Without them, we wouldn’t get half this stuff out there.
Finally, let’s talk Australia!
…and I’m talking up the comic book anthology, not the country.
Hah! I’ve been biding my time, waiting to use that silly gag. Sorry.
Anyway, I got home a couple of days ago and found this in the mail from, yes, Australia (and here grudgingly showcased by Cocoa, who had better things to do than act as her dad’s hat-stand): the Australia! anthology of sequential art (comics!) that’s also a fund-raiser for beyondblue — and it’s bloody beautiful.
I got the opportunity to do a story here with awesome artist Chris Wahl, but also included are talented cats Glenn Lumsden, Dave Dye, Paul Mason, Julie Ditrich, Dave Hodson, Tim McEwen, Dillon Naylor, Ian C. Thomas, Danny Zemp and others.

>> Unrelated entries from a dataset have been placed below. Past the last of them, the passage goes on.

//! SQLite dataset client implementation.
//!
//! Provides the `SqliteClient` struct that implements the `DatasetClient` trait
//! for a SQLite file opened read-only using sqlx.

use crate::db::{Column, ColumnInfo, DatasetClient, ForeignKey, QueryResult, Row, Schema, Table, Value};
use crate::error::{Result, SoccerSqlError};
use async_trait::async_trait;
use sqlx::sqlite::{SqliteConnectOptions, SqlitePool, SqlitePoolOptions, SqliteRow};
use sqlx::{Column as SqlxColumn, Executor, Row as SqlxRow, Statement, TypeInfo, ValueRef};
use std::path::{Path, PathBuf};
use std::time::{Duration, Instant};
use tracing::{debug, info};

/// How long to wait for the single pooled connection.
const ACQUIRE_TIMEOUT_SECS: u64 = 10;

/// Read-only SQLite dataset client.
///
/// Holds exactly one connection for the lifetime of the run.
#[derive(Debug)]
pub struct SqliteClient {
    pool: SqlitePool,
    path: PathBuf,
}

impl SqliteClient {
    /// Opens the dataset at `path` in read-only mode.
    ///
    /// The file is never created. A path that is missing, is not a regular
    /// file, or does not hold a SQLite database yields `DatasetUnavailable`.
    pub async fn open(path: &Path) -> Result<Self> {
        if !path.exists() {
            return Err(SoccerSqlError::dataset_unavailable(format!(
                "{} does not exist",
                path.display()
            )));
        }
        if !path.is_file() {
            return Err(SoccerSqlError::dataset_unavailable(format!(
                "{} is not a file",
                path.display()
            )));
        }

        let options = SqliteConnectOptions::new()
            .filename(path)
            .read_only(true)
            .create_if_missing(false);

        let pool = SqlitePoolOptions::new()
            .max_connections(1)
            .acquire_timeout(Duration::from_secs(ACQUIRE_TIMEOUT_SECS))
            .connect_with(options)
            .await
            .map_err(|e| {
                SoccerSqlError::dataset_unavailable(format!(
                    "cannot open {}: {e}",
                    path.display()
                ))
            })?;

        // Opening is lazy about the file header; touching sqlite_master is not.
        if let Err(e) = sqlx::query("SELECT COUNT(*) FROM sqlite_master")
            .fetch_one(&pool)
            .await
        {
            pool.close().await;
            return Err(SoccerSqlError::dataset_unavailable(format!(
                "{} is not a readable SQLite database: {e}",
                path.display()
            )));
        }

        info!("Opened dataset {} (read-only)", path.display());
        Ok(Self {
            pool,
            path: path.to_path_buf(),
        })
    }

    /// Returns the path of the open dataset.
    pub fn path(&self) -> &Path {
        &self.path
    }

    /// Fetches all user tables in name order.
    async fn fetch_tables(&self) -> Result<Vec<Table>> {
        let table_names: Vec<String> = sqlx::query_scalar(
            r#"
            SELECT name
            FROM sqlite_master
            WHERE type = 'table' AND name NOT LIKE 'sqlite_%'
            ORDER BY name
            "#,
        )
        .fetch_all(&self.pool)
        .await
        .map_err(|e| SoccerSqlError::query(format!("Failed to fetch tables: {e}")))?;

        let mut tables = Vec::with_capacity(table_names.len());

        for table_name in table_names {
            let (columns, primary_key) = self.fetch_columns(&table_name).await?;
            tables.push(Table {
                name: table_name,
                columns,
                primary_key,
            });
        }

        Ok(tables)
    }

    /// Fetches columns and primary key columns for a specific table.
    async fn fetch_columns(&self, table_name: &str) -> Result<(Vec<Column>, Vec<String>)> {
        let rows: Vec<(String, String, i64, Option<String>, i64)> = sqlx::query_as(
            r#"
            SELECT name, type, "notnull", dflt_value, pk
            FROM pragma_table_info(?)
            ORDER BY cid
            "#,
        )
        .bind(table_name)
        .fetch_all(&self.pool)
        .await
        .map_err(|e| {
            SoccerSqlError::query(format!("Failed to fetch columns for {table_name}: {e}"))
        })?;

        let mut primary_key: Vec<(i64, String)> = rows
            .iter()
            .filter(|(_, _, _, _, pk)| *pk > 0)
            .map(|(name, _, _, _, pk)| (*pk, name.clone()))
            .collect();
        primary_key.sort();

        let columns = rows
            .into_iter()
            .map(|(name, data_type, not_null, default, _)| Column {
                name,
                data_type,
                is_nullable: not_null == 0,
                default,
            })
            .collect();

        Ok((
            columns,
            primary_key.into_iter().map(|(_, name)| name).collect(),
        ))
    }

    /// Fetches foreign keys declared on `table_name`.
    async fn fetch_foreign_keys(&self, table_name: &str) -> Result<Vec<ForeignKey>> {
        let rows: Vec<(i64, String, String, Option<String>)> = sqlx::query_as(
            r#"
            SELECT id, "table", "from", "to"
            FROM pragma_foreign_key_list(?)
            ORDER BY id, seq
            "#,
        )
        .bind(table_name)
        .fetch_all(&self.pool)
        .await
        .map_err(|e| {
            SoccerSqlError::query(format!(
                "Failed to fetch foreign keys for {table_name}: {e}"
            ))
        })?;

        // One pragma row per column; consecutive rows with the same id form one key.
        let mut keys: Vec<(i64, ForeignKey)> = Vec::new();
        for (id, to_table, from_column, to_column) in rows {
            match keys.last_mut() {
                Some((last_id, fk)) if *last_id == id => {
                    fk.from_columns.push(from_column);
                    fk.to_columns.push(to_column.unwrap_or_default());
                }
                _ => keys.push((
                    id,
                    ForeignKey {
                        from_table: table_name.to_string(),
                        from_columns: vec![from_column],
                        to_table,
                        to_columns: vec![to_column.unwrap_or_default()],
                    },
                )),
            }
        }

        Ok(keys.into_iter().map(|(_, fk)| fk).collect())
    }
}

#[async_trait]
impl DatasetClient for SqliteClient {
    async fn introspect_schema(&self) -> Result<Schema> {
        let tables = self.fetch_tables().await?;

        let mut foreign_keys = Vec::new();
        for table in &tables {
            foreign_keys.extend(self.fetch_foreign_keys(&table.name).await?);
        }

        Ok(Schema {
            tables,
            foreign_keys,
        })
    }

    async fn execute_query(&self, sql: &str) -> Result<QueryResult> {
        let start = Instant::now();

        // Preparing first surfaces schema errors and gives us column names
        // even when the result set turns out empty.
        let statement = (&self.pool)
            .prepare(sql)
            .await
            .map_err(|e| SoccerSqlError::query(format_query_error(e)))?;

        let columns: Vec<ColumnInfo> = statement
            .columns()
            .iter()
            .map(|col| ColumnInfo::new(col.name(), declared_type(col.type_info().name())))
            .collect();

        let result = sqlx::query(sql)
            .fetch_all(&self.pool)
            .await
            .map_err(|e| SoccerSqlError::query(format_query_error(e)))?;

        let rows = result.iter().map(convert_row).collect::<Result<Vec<Row>>>()?;
        let execution_time = start.elapsed();

        debug!(
            "Query returned {} rows in {:?}",
            rows.len(),
            execution_time
        );

        Ok(QueryResult::with_data(columns, rows).with_execution_time(execution_time))
    }

    async fn close(&self) -> Result<()> {
        self.pool.close().await;
        info!("Closed dataset {}", self.path.display());
        Ok(())
    }
}

/// Computed columns carry no declared type; sqlx reports those as "NULL".
fn declared_type(name: &str) -> &str {
    if name.eq_ignore_ascii_case("NULL") {
        ""
    } else {
        name
    }
}

/// Converts a sqlx SqliteRow to our Row type.
fn convert_row(row: &SqliteRow) -> Result<Row> {
    (0..row.columns().len())
        .map(|i| convert_value(row, i))
        .collect()
}

/// Converts a single cell to our Value type.
///
/// SQLite is dynamically typed, so the cell's runtime storage class decides
/// the variant rather than the declared column type. TEXT that is not valid
/// UTF-8 is decoded lossily rather than dropped.
fn convert_value(row: &SqliteRow, index: usize) -> Result<Value> {
    let storage_class = {
        let raw = row.try_get_raw(index).map_err(|e| decode_error(index, e))?;
        if raw.is_null() {
            return Ok(Value::Null);
        }
        raw.type_info().name().to_uppercase()
    };

    let value = match storage_class.as_str() {
        "INTEGER" => row.try_get_unchecked::<i64, _>(index).map(Value::Integer),
        "REAL" => row.try_get_unchecked::<f64, _>(index).map(Value::Real),
        "BLOB" => row.try_get_unchecked::<Vec<u8>, _>(index).map(Value::Blob),
        _ => match row.try_get_unchecked::<String, _>(index) {
            Ok(text) => Ok(Value::Text(text)),
            Err(_) => row
                .try_get_unchecked::<Vec<u8>, _>(index)
                .map(|bytes| Value::Text(String::from_utf8_lossy(&bytes).into_owned())),
        },
    };
    value.map_err(|e| decode_error(index, e))
}

fn decode_error(index: usize, error: sqlx::Error) -> SoccerSqlError {
    SoccerSqlError::query(format!("cannot decode column {index}: {error}"))
}

/// Formats a query error, preferring SQLite's own message.
fn format_query_error(error: sqlx::Error) -> String {
    match error.as_database_error() {
        Some(db_error) => match db_error.code() {
            Some(code) => format!("{} (code {code})", db_error.message()),
            None => db_error.message().to_string(),
        },
        None => error.to_string(),
    }
}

It’s absolutely stunning in presentation and feel — hats off to Nat Karmichael at Comicoz for a beautiful job. And if you want to order, support Australian talent, and a great cause, go here.
It’s been a week of downs as well, namely the passing of David Bowie, Alan Rickman, and a close family friend.
All three individuals I had a lot of time for and will miss. Bowie, in particular, was a huge influence – check out his album Heroes (1977) for just one reason. I still DJ out the vinyl, and it pops up in my novel Depth Charging Ice Planet Goth.
Rickman is hilarious in Galaxy Quest (1999). Go rent this if you haven’t seen already.
Thanks, mates, for the brilliant times. A salute to you starmen and women, wherever you now may be.